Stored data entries
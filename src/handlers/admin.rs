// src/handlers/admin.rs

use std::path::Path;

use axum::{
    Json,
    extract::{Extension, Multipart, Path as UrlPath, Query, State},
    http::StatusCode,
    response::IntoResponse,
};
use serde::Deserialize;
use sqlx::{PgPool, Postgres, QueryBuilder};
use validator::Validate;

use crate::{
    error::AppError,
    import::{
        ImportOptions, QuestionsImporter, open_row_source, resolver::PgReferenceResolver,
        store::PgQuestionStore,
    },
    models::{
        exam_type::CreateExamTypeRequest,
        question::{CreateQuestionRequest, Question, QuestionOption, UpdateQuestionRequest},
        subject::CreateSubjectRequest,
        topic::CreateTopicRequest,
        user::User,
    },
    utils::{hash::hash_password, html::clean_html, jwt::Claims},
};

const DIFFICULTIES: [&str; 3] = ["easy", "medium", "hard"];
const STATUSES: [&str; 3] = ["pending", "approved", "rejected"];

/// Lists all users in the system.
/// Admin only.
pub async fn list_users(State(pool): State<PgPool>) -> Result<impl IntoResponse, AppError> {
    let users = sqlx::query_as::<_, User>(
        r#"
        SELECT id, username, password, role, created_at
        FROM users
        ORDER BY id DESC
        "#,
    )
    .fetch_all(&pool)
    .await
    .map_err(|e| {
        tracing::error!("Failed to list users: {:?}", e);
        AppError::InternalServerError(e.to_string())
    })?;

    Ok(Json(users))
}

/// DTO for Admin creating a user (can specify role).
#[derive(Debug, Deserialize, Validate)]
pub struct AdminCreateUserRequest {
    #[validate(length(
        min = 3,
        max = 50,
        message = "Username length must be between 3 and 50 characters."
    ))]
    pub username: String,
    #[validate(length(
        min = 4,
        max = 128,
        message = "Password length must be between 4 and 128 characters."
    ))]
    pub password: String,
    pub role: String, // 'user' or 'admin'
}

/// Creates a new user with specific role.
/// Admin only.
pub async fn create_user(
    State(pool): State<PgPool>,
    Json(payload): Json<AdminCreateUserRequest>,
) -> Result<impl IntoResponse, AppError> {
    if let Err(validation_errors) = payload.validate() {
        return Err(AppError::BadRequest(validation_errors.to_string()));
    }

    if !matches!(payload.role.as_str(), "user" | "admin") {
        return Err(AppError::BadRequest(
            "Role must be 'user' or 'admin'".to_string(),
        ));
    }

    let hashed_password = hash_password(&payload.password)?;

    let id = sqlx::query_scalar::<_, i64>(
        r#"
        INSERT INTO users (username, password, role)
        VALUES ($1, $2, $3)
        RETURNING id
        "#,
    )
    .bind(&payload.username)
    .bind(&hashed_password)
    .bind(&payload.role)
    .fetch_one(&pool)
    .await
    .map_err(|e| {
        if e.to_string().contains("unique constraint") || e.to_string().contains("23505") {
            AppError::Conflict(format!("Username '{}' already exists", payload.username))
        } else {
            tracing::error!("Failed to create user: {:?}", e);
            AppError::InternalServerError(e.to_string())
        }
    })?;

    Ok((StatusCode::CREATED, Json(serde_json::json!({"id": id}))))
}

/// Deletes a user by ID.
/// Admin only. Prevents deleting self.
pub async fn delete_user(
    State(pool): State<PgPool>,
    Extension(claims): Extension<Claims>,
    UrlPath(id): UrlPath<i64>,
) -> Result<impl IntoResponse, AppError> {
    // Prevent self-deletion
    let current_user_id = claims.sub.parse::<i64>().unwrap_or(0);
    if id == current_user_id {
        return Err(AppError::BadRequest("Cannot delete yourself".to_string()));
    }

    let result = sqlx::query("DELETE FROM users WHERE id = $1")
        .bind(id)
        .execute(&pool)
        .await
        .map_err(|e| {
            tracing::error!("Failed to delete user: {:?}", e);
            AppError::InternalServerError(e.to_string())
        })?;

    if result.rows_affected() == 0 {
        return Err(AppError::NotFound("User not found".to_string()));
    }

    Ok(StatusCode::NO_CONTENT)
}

PROBLEM DESCRIPTION: From the line holding "Prevents deleting self." down to the final line above, quote every line exactly and only those lines.

SOLUTION:
/// Admin only. Prevents deleting self.
pub async fn delete_user(
    State(pool): State<PgPool>,
    Extension(claims): Extension<Claims>,
    UrlPath(id): UrlPath<i64>,
) -> Result<impl IntoResponse, AppError> {
    // Prevent self-deletion
    let current_user_id = claims.sub.parse::<i64>().unwrap_or(0);
    if id == current_user_id {
        return Err(AppError::BadRequest("Cannot delete yourself".to_string()));
    }

    let result = sqlx::query("DELETE FROM users WHERE id = $1")
        .bind(id)
        .execute(&pool)
        .await
        .map_err(|e| {
            tracing::error!("Failed to delete user: {:?}", e);
            AppError::InternalServerError(e.to_string())
        })?;

    if result.rows_affected() == 0 {
        return Err(AppError::NotFound("User not found".to_string()));
    }

    Ok(StatusCode::NO_CONTENT)
}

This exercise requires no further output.